“Carafa” di Alfredo De Giovanni, anatomia di un thriller
di Caterina Conserva
addetta ufficio stampa Gelsorosso
Casa editrice (Bari)
Tornano Paolo Manfrè e Sandra Bianco, il geologo e l’archeologa che hanno appassionato i lettori del primo romanzo di Alfredo De Giovanni, Otto. L’abisso di Castel del Monte.
Dal 5 novembre li ritroviamo in libreria nel nuovo capitolo della serie, Carafa. Il sigillo del Cristo Velato, in uscita per la casa editrice Gelsorosso di Bari.
Sin dalle prime pagine il lettore si ritrova davanti tre linee temporali differenti, che conducono tutte allo stesso centro: la Cappella Sansevero di Napoli, gioiello barocco del patrimonio artistico nazionale e internazionale, a tutti i livelli vero fulcro del romanzo.
“Proviamo a materializzare queste storie, composte di una varietà di anime e punti di vista, organizzate ad arte per comporre un unicum indivisibile e pensiamo a Carafa come a un corpo”
La “testa” potrebbe essere il racconto che De Giovanni ci restituisce del settimo Principe di Sansevero e ideatore della omonima Cappella, Raimondo di Sangro, scienziato, alchimista e massone. Nel 1758 è alle prese con l’esperimento più affascinante e incredibile della sua vita: la palingenesi ovvero la rigenerazione degli organismi viventi. Che ci riesca o meno poco importa, la sua impresa al limite tra la scienza e la magia è la sintesi della sfida dell’uomo alla Natura, alle sue leggi e ai suoi limiti.
È il testamento che lascia alla sua discendenza, e insieme il suo sogno, generatore di orrore e speranza.
Non vi sono dubbi poi su quale possa essere il “cuore” di questo romanzo.
Siamo nel 1588, la principessa Maria d’Avalos, tra le donne più belle e affascinati di tutta Napoli, e il Duca d’Andria Fabrizio Carafa, audace e nobile cavaliere, si amano follemente per la prima volta, lontani da Napoli. La tresca amorosa va avanti da mesi alle spalle dei rispettivi coniugi: Carlo Gesualdo, principe di Venosa, eccellente madrigalista e Maria Carafa, donna mite e profondamente religiosa. L’epilogo di questa storia ebbe luogo proprio lì, in un’ala del Palazzo Sansevero, generando la storia giuntaci intatta sino a oggi.
E Paolo e Sandra? Beh, loro sono la “pancia” del romanzo, sono l’inseguimento e l’azione, sono la spinta del presente, la carne viva del racconto.

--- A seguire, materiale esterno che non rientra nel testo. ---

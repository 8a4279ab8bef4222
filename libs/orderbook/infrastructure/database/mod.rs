pub mod models;
pub mod schema;

use crate::domain::encoding::sort_key;
use crate::domain::order::{Order, OrderError, OrderStatus, StoredOrder};
use crate::domain::query::{Direction, OrderPage, OrderQuery, SortBy};
use ethers::types::{Address, H256, U256};
use sqlx::sqlite::{SqliteConnectOptions, SqliteJournalMode, SqlitePoolOptions};
use sqlx::{QueryBuilder, Sqlite, SqlitePool};
use std::collections::HashSet;
use std::str::FromStr;
use thiserror::Error;
use tracing::{debug, info};

pub use models::{address_key, hash_key, DbOrder};
pub use schema::{get_schema_version, initialize_schema};

#[derive(Error, Debug)]
pub enum DatabaseError {
    #[error("Database connection error: {0}")]
    ConnectionError(#[from] sqlx::Error),

    #[error("Schema error: {0}")]
    SchemaError(#[from] schema::SchemaError),

    #[error("Corrupt order record: {0}")]
    CorruptRecord(#[from] OrderError),
}

pub type Result<T> = std::result::Result<T, DatabaseError>;

/// Rows per multi-value statement, well under SQLite's bind limit
const BATCH_SIZE: usize = 200;

/// Local order store
///
/// The single shared piece of mutable state: every component reads and writes
/// order status through here. Substantive fields are written once per hash.
#[derive(Clone)]
pub struct OrderDatabase {
    pool: SqlitePool,
}

impl OrderDatabase {
    /// Open (or create) the database and initialize the schema
    pub async fn new(db_url: &str) -> Result<Self> {
        info!("Connecting to database: {}", db_url);

        let in_memory = db_url.contains(":memory:") || db_url.contains("mode=memory");
        let mut options = SqliteConnectOptions::from_str(db_url)?.create_if_missing(true);

        let pool = if in_memory {
            // Every connection to :memory: is a separate database, keep exactly one alive
            SqlitePoolOptions::new()
                .max_connections(1)
                .min_connections(1)
                .idle_timeout(None)
                .max_lifetime(None)
                .connect_with(options)
                .await?
        } else {
            options = options.journal_mode(SqliteJournalMode::Wal);
            SqlitePoolOptions::new()
                .max_connections(8)
                .connect_with(options)
                .await?
        };

        schema::initialize_schema(&pool).await?;

        info!("Database initialized successfully");

        Ok(Self { pool })
    }

    pub async fn close(&self) {
        self.pool.close().await;
    }

    // ==================== WRITES ====================

    /// Insert orders whose hash is not stored yet. Returns the number inserted.
    pub async fn store_orders(&self, orders: &[Order], status: OrderStatus) -> Result<u64> {
        Ok(self.insert_orders(orders, status).await?.len() as u64)
    }

    /// Insert-if-absent, returning the hashes that were actually inserted.
    ///
    /// All chunks commit in one transaction. Duplicates inside `orders` and
    /// hashes inserted concurrently by another caller are skipped.
    pub async fn insert_orders(&self, orders: &[Order], status: OrderStatus) -> Result<Vec<H256>> {
        if orders.is_empty() {
            return Ok(Vec::new());
        }

        let rows = orders
            .iter()
            .map(|order| DbOrder::from_order(order, status))
            .collect::<std::result::Result<Vec<_>, _>>()?;

        let mut tx = self.pool.begin().await?;
        let mut inserted = Vec::new();

        for chunk in rows.chunks(BATCH_SIZE) {
            let mut query_builder: QueryBuilder<Sqlite> = QueryBuilder::new(
                r#"INSERT INTO orders (
                    hash, status, seller, sell_token, sell_token_id, ask_token,
                    price_key, expiration_key, body, received_at, last_broadcast_at
                ) "#,
            );

            query_builder.push_values(chunk, |mut b, row| {
                b.push_bind(&row.hash)
                    .push_bind(row.status)
                    .push_bind(&row.seller)
                    .push_bind(&row.sell_token)
                    .push_bind(&row.sell_token_id)
                    .push_bind(&row.ask_token)
                    .push_bind(&row.price_key)
                    .push_bind(&row.expiration_key)
                    .push_bind(&row.body)
                    .push_bind(&row.received_at)
                    .push_bind(row.last_broadcast_at);
            });

            query_builder.push(" ON CONFLICT (hash) DO NOTHING RETURNING hash");

            let hashes: Vec<(String,)> = query_builder
                .build_query_as()
                .fetch_all(&mut *tx)
                .await?;

            for (hash,) in hashes {
                inserted.push(parse_hash(&hash)?);
            }
        }

        tx.commit().await?;

        debug!(
            received = orders.len(),
            inserted = inserted.len(),
            status = %status,
            "Stored orders"
        );

        Ok(inserted)
    }

    /// Bulk status transition. Unknown hashes are ignored, and executed or
    /// canceled orders keep their status. Returns the number of rows changed.
    pub async fn set_status(&self, hashes: &[H256], status: OrderStatus) -> Result<u64> {
        if hashes.is_empty() {
            return Ok(0);
        }

        let mut tx = self.pool.begin().await?;
        let mut updated = 0;

        for chunk in hashes.chunks(BATCH_SIZE) {
            let mut query_builder: QueryBuilder<Sqlite> =
                QueryBuilder::new("UPDATE orders SET status = ");
            query_builder.push_bind(status.as_i64());
            query_builder.push(" WHERE status NOT IN (");
            query_builder.push_bind(OrderStatus::Closed.as_i64());
            query_builder.push(", ");
            query_builder.push_bind(OrderStatus::Canceled.as_i64());
            query_builder.push(") AND status != ");
            query_builder.push_bind(status.as_i64());
            query_builder.push(" AND hash IN (");
            let mut separated = query_builder.separated(", ");
            for hash in chunk {
                separated.push_bind(hash_key(*hash));
            }
            separated.push_unseparated(")");

            let result = query_builder.build().execute(&mut *tx).await?;
            updated += result.rows_affected();
        }

        tx.commit().await?;

        debug!(
            requested = hashes.len(),
            updated,
            status = %status,
            "Updated order status"
        );

        Ok(updated)
    }

    /// Record that orders were announced on the gossip channel at `at_millis`
    pub async fn mark_broadcast(&self, hashes: &[H256], at_millis: i64) -> Result<u64> {
        if hashes.is_empty() {
            return Ok(0);
        }

        let mut tx = self.pool.begin().await?;
        let mut updated = 0;

        for chunk in hashes.chunks(BATCH_SIZE) {
            let mut query_builder: QueryBuilder<Sqlite> =
                QueryBuilder::new("UPDATE orders SET last_broadcast_at = ");
            query_builder.push_bind(at_millis);
            query_builder.push(" WHERE hash IN (");
            let mut separated = query_builder.separated(", ");
            for hash in chunk {
                separated.push_bind(hash_key(*hash));
            }
            separated.push_unseparated(")");

            updated += query_builder.build().execute(&mut *tx).await?.rows_affected();
        }

        tx.commit().await?;
        Ok(updated)
    }

    // ==================== READS ====================

    /// Orders of `orders` whose hash is not stored yet, input order preserved
    pub async fn filter_existing(&self, orders: &[Order]) -> Result<Vec<Order>> {
        if orders.is_empty() {
            return Ok(Vec::new());
        }

        let mut existing = HashSet::new();

        for chunk in orders.chunks(BATCH_SIZE) {
            let mut query_builder: QueryBuilder<Sqlite> =
                QueryBuilder::new("SELECT hash FROM orders WHERE hash IN (");
            let mut separated = query_builder.separated(", ");
            for order in chunk {
                separated.push_bind(hash_key(order.hash));
            }
            separated.push_unseparated(")");

            let rows: Vec<(String,)> = query_builder
                .build_query_as()
                .fetch_all(&self.pool)
                .await?;
            existing.extend(rows.into_iter().map(|(hash,)| hash));
        }

        Ok(orders
            .iter()
            .filter(|order| !existing.contains(&hash_key(order.hash)))
            .cloned()
            .collect())
    }

    pub async fn get_order(&self, hash: H256) -> Result<Option<StoredOrder>> {
        let row = sqlx::query_as::<_, DbOrder>("SELECT * FROM orders WHERE hash = ?")
            .bind(hash_key(hash))
            .fetch_optional(&self.pool)
            .await?;

        row.map(|row| row.into_stored().map_err(DatabaseError::from))
            .transpose()
    }

    /// The open listing for one token; the lowest ask wins when a token is
    /// listed more than once.
    pub async fn get_order_for_token(
        &self,
        collection: Address,
        token_id: U256,
    ) -> Result<Option<Order>> {
        let row = sqlx::query_as::<_, DbOrder>(
            r#"
            SELECT * FROM orders
            WHERE status = ? AND sell_token = ? AND sell_token_id = ?
            ORDER BY price_key ASC, hash ASC
            LIMIT 1
            "#,
        )
        .bind(OrderStatus::Open.as_i64())
        .bind(address_key(collection))
        .bind(sort_key(token_id))
        .fetch_optional(&self.pool)
        .await?;

        row.map(|row| row.order().map_err(DatabaseError::from))
            .transpose()
    }

    /// One page of listings matching `query`.
    ///
    /// Each token appears at most once (its lowest-ask order in the requested
    /// status), so `total` counts distinct tokens and consecutive pages never
    /// repeat or skip a listing.
    pub async fn query_orders(&self, query: &OrderQuery) -> Result<OrderPage> {
        let mut query_builder: QueryBuilder<Sqlite> = QueryBuilder::new("");
        push_listing_page(&mut query_builder, query);
        let rows: Vec<DbOrder> = query_builder.build_query_as().fetch_all(&self.pool).await?;

        let mut count_builder: QueryBuilder<Sqlite> = QueryBuilder::new("");
        push_listings(&mut count_builder, query, "COUNT(*)");
        let (total,): (i64,) = count_builder.build_query_as().fetch_one(&self.pool).await?;

        let orders = rows
            .iter()
            .map(DbOrder::order)
            .collect::<std::result::Result<Vec<_>, _>>()?;

        debug!(
            status = %query.status,
            returned = orders.len(),
            total,
            "Queried orders"
        );

        Ok(OrderPage {
            orders,
            total: total.max(0) as u64,
        })
    }

    pub async fn orders_by_seller(&self, seller: Address) -> Result<Vec<StoredOrder>> {
        let rows = sqlx::query_as::<_, DbOrder>(
            "SELECT * FROM orders WHERE seller = ? ORDER BY expiration_key DESC, hash ASC",
        )
        .bind(address_key(seller))
        .fetch_all(&self.pool)
        .await?;

        rows.into_iter()
            .map(|row| row.into_stored().map_err(DatabaseError::from))
            .collect()
    }

    /// Keyset iteration over open orders by hash, starting after `after`
    pub async fn open_orders_page(&self, after: Option<H256>, limit: u64) -> Result<Vec<Order>> {
        let rows = sqlx::query_as::<_, DbOrder>(
            r#"
            SELECT * FROM orders
            WHERE status = ? AND hash > ?
            ORDER BY hash ASC
            LIMIT ?
            "#,
        )
        .bind(OrderStatus::Open.as_i64())
        .bind(after.map(hash_key).unwrap_or_default())
        .bind(clamp_i64(limit))
        .fetch_all(&self.pool)
        .await?;

        rows.iter()
            .map(|row| row.order().map_err(DatabaseError::from))
            .collect()
    }

    /// Open orders not announced since `before_millis`, oldest announcement first
    pub async fn orders_due_for_broadcast(
        &self,
        before_millis: i64,
        limit: u64,
    ) -> Result<Vec<Order>> {
        let rows = sqlx::query_as::<_, DbOrder>(
            r#"
            SELECT * FROM orders
            WHERE status = ? AND (last_broadcast_at IS NULL OR last_broadcast_at < ?)
            ORDER BY COALESCE(last_broadcast_at, 0) ASC, hash ASC
            LIMIT ?
            "#,
        )
        .bind(OrderStatus::Open.as_i64())
        .bind(before_millis)
        .bind(clamp_i64(limit))
        .fetch_all(&self.pool)
        .await?;

        rows.iter()
            .map(|row| row.order().map_err(DatabaseError::from))
            .collect()
    }

    pub async fn count_by_status(&self, status: OrderStatus) -> Result<u64> {
        let (count,) = sqlx::query_as::<_, (i64,)>("SELECT COUNT(*) FROM orders WHERE status = ?")
            .bind(status.as_i64())
            .fetch_one(&self.pool)
            .await?;

        Ok(count.max(0) as u64)
    }

    /// Get total number of stored orders
    pub async fn order_count(&self) -> Result<u64> {
        let (count,) = sqlx::query_as::<_, (i64,)>("SELECT COUNT(*) FROM orders")
            .fetch_one(&self.pool)
            .await?;

        Ok(count.max(0) as u64)
    }
}
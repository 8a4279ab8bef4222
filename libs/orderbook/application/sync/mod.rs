//! Orderbook synchronization
//!
//! Ties the order sources (gossip, relays, local creation) to the store.

pub mod orderbook;

use crate::application::validator::Rejection;
use crate::infrastructure::client::RelayError;
use crate::infrastructure::database::DatabaseError;
use thiserror::Error;

pub use orderbook::{IngestStats, OrderSource, OrderbookSync, SyncSettings};

#[derive(Error, Debug)]
pub enum SyncError {
    #[error("Database error: {0}")]
    Database(#[from] DatabaseError),

    #[error("Relay error: {0}")]
    Relay(#[from] RelayError),

    #[error("Order rejected: {0}")]
    Rejected(#[from] Rejection),

    #[error("Serialization error: {0}")]
    Serialization(#[from] serde_json::Error),
}

pub type Result<T> = std::result::Result<T, SyncError>;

Li avevamo lasciati alle prese con il tanto misterioso quanto temibile Tempio della Roccia, organizzazione criminale ed esoterica che li aveva coinvolti in una rocambolesca vicenda nei sotterranei di Castel del Monte e li ritroviamo dinanzi a un mistero capace di sconvolgere tutta la nazione: la scomparsa del Cristo Velato dalla Cappella Sansevero e il ritrovamento, al suo posto, di un cadavere con una ferita al cuore e al collo appeso un cartello con la scritta: Per aspera ad veritatem ( “ Dalle difficoltà alla verità”).

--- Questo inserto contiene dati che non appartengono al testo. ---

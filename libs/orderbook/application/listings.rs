//! Change notifications for listing views
//!
//! The store stays the only copy of order state. Views subscribe to a revision
//! counter and re-query whenever it moves.

use tokio::sync::watch;

#[derive(Debug)]
pub struct ListingsFeed {
    revision: watch::Sender<u64>,
}

impl ListingsFeed {
    pub fn new() -> Self {
        let (revision, _) = watch::channel(0);
        Self { revision }
    }

    /// Signal that stored orders changed
    pub fn bump(&self) {
        self.revision.send_modify(|revision| *revision += 1);
    }

    pub fn subscribe(&self) -> watch::Receiver<u64> {
        self.revision.subscribe()
    }

    pub fn revision(&self) -> u64 {
        *self.revision.borrow()
    }
}

impl Default for ListingsFeed {
    fn default() -> Self {
        Self::new()
    }
}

Paolo e Sandra sono adesso consulenti scientifici del SISDE, il Servizio per le informazioni e la sicurezza democratica, e insieme al capitano Monti sono chiamati a fare chiarezza sull’accaduto.

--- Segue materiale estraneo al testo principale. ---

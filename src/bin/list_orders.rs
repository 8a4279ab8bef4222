//! Browse open listings in the local order store
//!
//! Usage:
//!   cargo run --bin list-orders -- [collection|all] [sort] [offset] [limit] [from]
//!
//! Sorts: `low-high` (default), `high-low`, `recent`.
//! `from` is a price floor for ascending sorts and a ceiling for descending ones.

use anyhow::{bail, Context, Result};
use ethers::types::{Address, U256};
use ethers::utils::format_ether;
use orderbook::application::init_logging_with_level;
use orderbook::domain::{ListingSort, OrderQuery, SortBy};
use orderbook::infrastructure::{OrderDatabase, OrderbookConfig};
use smolpuddle::bin_common::{load_config_from_env, parse_args, ConfigType};

fn print_usage() {
    println!("List Orders");
    println!();
    println!("Usage: list-orders [collection|all] [sort] [offset] [limit] [from]");
    println!();
    println!("Arguments:");
    println!("  collection  NFT contract address, or 'all' (default)");
    println!("  sort        'low-high' (default), 'high-low' or 'recent'");
    println!("  offset      Rows to skip (default 0)");
    println!("  limit       Page size (default 10)");
    println!("  from        Range start on the sort value, in wei");
}

fn parse_sort(s: &str) -> Result<ListingSort> {
    match s.to_lowercase().as_str() {
        "low-high" | "asc" => Ok(ListingSort::LowHighPrice),
        "high-low" | "desc" => Ok(ListingSort::HighLowPrice),
        "recent" => Ok(ListingSort::RecentListing),
        _ => bail!("Invalid sort '{}'. Use 'low-high', 'high-low' or 'recent'", s),
    }
}

fn build_query(args: &[String]) -> Result<OrderQuery> {
    let mut query = OrderQuery::open();

    if let Some(collection) = args.first().filter(|arg| arg.as_str() != "all") {
        let address: Address = collection
            .parse()
            .with_context(|| format!("Invalid collection address '{}'", collection))?;
        query = query.in_collection(address);
    }
    if let Some(sort) = args.get(1) {
        query = query.sorted(parse_sort(sort)?);
    }

    let offset = args.get(2).map(|s| s.parse::<u64>()).transpose()?.unwrap_or(0);
    let limit = args.get(3).map(|s| s.parse::<u64>()).transpose()?.unwrap_or(10);
    query = query.page(offset, limit);

    if let Some(from) = args.get(4) {
        let from = U256::from_dec_str(from).with_context(|| format!("Invalid range start '{}'", from))?;
        query = query.starting_from(from);
    }

    Ok(query)
}

#[tokio::main]
async fn main() -> Result<()> {
    dotenv::dotenv().ok();

    let args = parse_args();
    if args.iter().any(|arg| arg == "-h" || arg == "--help") {
        print_usage();
        return Ok(());
    }

    let config = OrderbookConfig::load(load_config_from_env(ConfigType::Orderbook))?;
    init_logging_with_level(&config.log_level);

    let query = build_query(&args)?;
    let database = OrderDatabase::new(&config.database.url).await?;
    let page = database.query_orders(&query).await?;

    println!();
    println!("════════════════════════════════════════════════════════════════");
    println!(
        "OPEN LISTINGS  {} - {} of {}",
        query.offset + u64::from(!page.orders.is_empty()),
        query.offset + page.orders.len() as u64,
        page.total
    );
    println!("════════════════════════════════════════════════════════════════");

    for order in &page.orders {
        let sort_value = match query.sort_by {
            SortBy::Price => format!("{} ", format_ether(order.ask.amount_or_id)),
            SortBy::Expiration => format!("exp {} ", order.expiration),
        };
        println!(
            "  {:?} #{:<8} {}by {:?}",
            order.collection(),
            order.token_id(),
            sort_value,
            order.seller
        );
        println!("      hash {:?}", order.hash);
    }
    println!();

    database.close().await;
    Ok(())
}
impl OrderbookSync {
    pub fn new(
        database: Arc<OrderDatabase>,
        validator: OrderValidator,
        reconciler: Arc<StatusReconciler>,
        gossip: Arc<dyn GossipChannel>,
        relay: Arc<dyn OrderRelay>,
        settings: SyncSettings,
    ) -> Self {
        Self {
            database,
            validator,
            reconciler,
            gossip,
            relay,
            listings: ListingsFeed::new(),
            settings,
        }
    }

    pub fn database(&self) -> &Arc<OrderDatabase> {
        &self.database
    }

    pub fn listings(&self) -> &ListingsFeed {
        &self.listings
    }

    pub fn gossip_connected(&self) -> bool {
        self.gossip.is_connected()
    }

    // ==================== INTAKE ====================

    /// Validate a batch and store the survivors that are new
    pub async fn ingest(&self, orders: &[Order], source: OrderSource) -> Result<IngestStats> {
        let valid = self.validator.validate_batch(orders);
        let fresh = self.database.filter_existing(&valid).await?;
        let inserted = self.database.insert_orders(&fresh, OrderStatus::Open).await?;

        let mut stats = IngestStats {
            received: orders.len(),
            accepted: valid.len(),
            duplicates: valid.len() - fresh.len(),
            inserted: inserted.len(),
            invalidated: 0,
        };

        if inserted.is_empty() {
            debug!(source = %source, received = stats.received, "Nothing new to store");
            return Ok(stats);
        }
        self.listings.bump();

        if self.settings.verify_on_ingest {
            let inserted: HashSet<_> = inserted.into_iter().collect();
            let new_orders: Vec<Order> = fresh
                .into_iter()
                .filter(|order| inserted.contains(&order.hash))
                .collect();

            let classification = self.reconciler.refresh_status(&new_orders).await?;
            stats.invalidated = invalidated(&classification);
            if stats.invalidated > 0 {
                self.listings.bump();
            }
        }

        info!(
            source = %source,
            received = stats.received,
            accepted = stats.accepted,
            duplicates = stats.duplicates,
            inserted = stats.inserted,
            invalidated = stats.invalidated,
            "Ingested orders"
        );

        Ok(stats)
    }

    /// Ingest a raw gossip payload; anything but an order array is ignored
    pub async fn ingest_payload(&self, payload: &Value) -> Result<IngestStats> {
        if !is_order_array(payload) {
            debug!("Ignoring non-order gossip payload");
            return Ok(IngestStats::default());
        }

        let orders = decode_orders(payload);
        self.ingest(&orders, OrderSource::Gossip).await
    }

    /// Store an order built and signed locally, optionally announcing it.
    ///
    /// The order must pass the hash and trade-shape checks; the signature was
    /// produced by our own signer and is not recovered again. Returns whether
    /// the order was new.
    pub async fn add_order(&self, order: Order, broadcast: bool) -> Result<bool> {
        self.validator.check_terms(&order).map_err(|rejection| {
            info!(hash = ?order.hash, reason = %rejection, "Refusing local order");
            SyncError::Rejected(rejection)
        })?;

        let inserted = self
            .database
            .insert_orders(std::slice::from_ref(&order), OrderStatus::Open)
            .await?;
        let is_new = !inserted.is_empty();
        if is_new {
            self.listings.bump();
        }

        info!(hash = ?order.hash, source = %OrderSource::Local, is_new, "Added order");

        if broadcast {
            self.announce(std::slice::from_ref(&order)).await?;
        }

        Ok(is_new)
    }

    // ==================== PERIODIC WORK ====================

    /// Pull every relay snapshot and ingest it chunk by chunk. A failed chunk
    /// is logged and skipped.
    pub async fn sync_from_relay(&self) -> Result<IngestStats> {
        let orders = self.relay.fetch_orders().await?;
        let mut total = IngestStats::default();

        for (index, chunk) in orders.chunks(self.settings.chunk_size).enumerate() {
            match self.ingest(chunk, OrderSource::Relay).await {
                Ok(stats) => total.absorb(stats),
                Err(e) => warn!(chunk = index, orders = chunk.len(), error = %e, "Error processing relay chunk"),
            }
        }

        info!(
            fetched = orders.len(),
            inserted = total.inserted,
            invalidated = total.invalidated,
            "Relay sync complete"
        );

        Ok(total)
    }

    /// Re-announce open orders not announced within the rebroadcast window.
    /// Returns the number of orders announced.
    pub async fn rebroadcast(&self) -> Result<usize> {
        let window_millis = i64::try_from(self.settings.rebroadcast_window.as_millis()).unwrap_or(i64::MAX);
        let cutoff = now_millis().saturating_sub(window_millis);
        let mut announced = 0;

        loop {
            let due = self
                .database
                .orders_due_for_broadcast(cutoff, self.settings.rebroadcast_batch)
                .await?;
            if due.is_empty() {
                break;
            }

            // Unmarked orders would come back as due again
            let marked = self.announce(&due).await?;
            announced += marked;

            if marked < due.len() || (due.len() as u64) < self.settings.rebroadcast_batch {
                break;
            }
        }

        if announced > 0 {
            info!(announced, "Rebroadcast open orders");
        }

        Ok(announced)
    }

    /// Reconcile every open order against the chain
    pub async fn reconcile(&self) -> Result<Classification> {
        let classification = self
            .reconciler
            .reconcile_open_orders(self.settings.reconcile_batch)
            .await?;

        if invalidated(&classification) > 0 {
            self.listings.bump();
        }

        Ok(classification)
    }

    /// Publish to gossip and the relays, then record the announcement for the
    /// orders some transport took: all of them when gossip accepted the batch,
    /// otherwise whatever the relays confirmed. Transport failures are only
    /// logged; orders left unmarked are retried by the next rebroadcast.
    /// Returns the number of orders marked.
    async fn announce(&self, orders: &[Order]) -> Result<usize> {
        let payload = encode_orders(orders)?;

        let published = match self.gossip.publish(payload).await {
            Ok(()) => true,
            Err(e) => {
                warn!(orders = orders.len(), error = %e, "Failed to publish orders to gossip");
                false
            }
        };

        let posted = match self.relay.post_orders(orders).await {
            Ok(posted) => {
                debug!(posted = posted.len(), orders = orders.len(), "Posted orders to relays");
                posted
            }
            Err(e) => {
                warn!(orders = orders.len(), error = %e, "Failed to post orders to relays");
                Vec::new()
            }
        };

        let hashes: Vec<H256> = if published {
            orders.iter().map(|order| order.hash).collect()
        } else {
            posted
        };
        if !hashes.is_empty() {
            self.database.mark_broadcast(&hashes, now_millis()).await?;
        }

        Ok(hashes.len())
    }

    // ==================== QUERIES ====================

    pub async fn open_listings(&self, query: &OrderQuery) -> Result<OrderPage> {
        Ok(self.database.query_orders(query).await?)
    }

    pub async fn listing_for_token(&self, collection: Address, token_id: U256) -> Result<Option<Order>> {
        Ok(self.database.get_order_for_token(collection, token_id).await?)
    }

    /// Revision counter bumped whenever listings may have changed
    pub fn subscribe_listings(&self) -> watch::Receiver<u64> {
        self.listings.subscribe()
    }

    // ==================== LOOPS ====================

    /// Start the gossip listener and the periodic loops. Every loop runs once
    /// right away and stops when `shutdown` triggers.
    pub fn spawn(self: &Arc<Self>, shutdown: &ShutdownManager) -> Vec<JoinHandle<()>> {
        let mut handles = vec![self.spawn_gossip_listener(shutdown.clone())];

        let sync = Arc::clone(self);
        handles.push(spawn_periodic(
            "relay sync",
            self.settings.relay_interval,
            shutdown.clone(),
            move || {
                let sync = Arc::clone(&sync);
                async move {
                    if let Err(e) = sync.sync_from_relay().await {
                        warn!("Relay sync failed: {}", e);
                    }
                }
            },
        ));

        let sync = Arc::clone(self);
        handles.push(spawn_periodic(
            "rebroadcast",
            self.settings.rebroadcast_interval,
            shutdown.clone(),
            move || {
                let sync = Arc::clone(&sync);
                async move {
                    if let Err(e) = sync.rebroadcast().await {
                        warn!("Rebroadcast failed: {}", e);
                    }
                }
            },
        ));

        let sync = Arc::clone(self);
        handles.push(spawn_periodic(
            "reconcile",
            self.settings.reconcile_interval,
            shutdown.clone(),
            move || {
                let sync = Arc::clone(&sync);
                async move {
                    if let Err(e) = sync.reconcile().await {
                        error!("Reconciliation failed: {}", e);
                    }
                }
            },
        ));

        handles
    }

    fn spawn_gossip_listener(self: &Arc<Self>, shutdown: ShutdownManager) -> JoinHandle<()> {
        let sync = Arc::clone(self);
        let mut inbox = self.gossip.subscribe();

        tokio::spawn(async move {
            info!("Listening for gossip orders");

            while shutdown.is_running() {
                tokio::select! {
                    message = inbox.recv() => match message {
                        Ok(payload) => {
                            if let Err(e) = sync.ingest_payload(&payload).await {
                                warn!("Failed to ingest gossip payload: {}", e);
                            }
                        }
                        Err(RecvError::Lagged(skipped)) => {
                            warn!(skipped, "Gossip listener lagged, payloads dropped");
                        }
                        Err(RecvError::Closed) => {
                            info!("Gossip channel closed");
                            break;
                        }
                    },
                    _ = shutdown.interruptible_sleep(Duration::from_secs(1)) => {}
                }
            }

            debug!("Gossip listener stopped");
        })
    }
}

Anche in questo libro componente non trascurabile – e che definiremo come le “gambe” del romanzo – è il sottosuolo, luogo spesso dimenticato ma che De Giovanni, anch’egli geologo, identifica come spazio dove cercare risposte, forse per ricordarci che la verità spesso non salta agli occhi ma è lì da qualche parte, sotto i nostri piedi ad aspettare di essere svelata.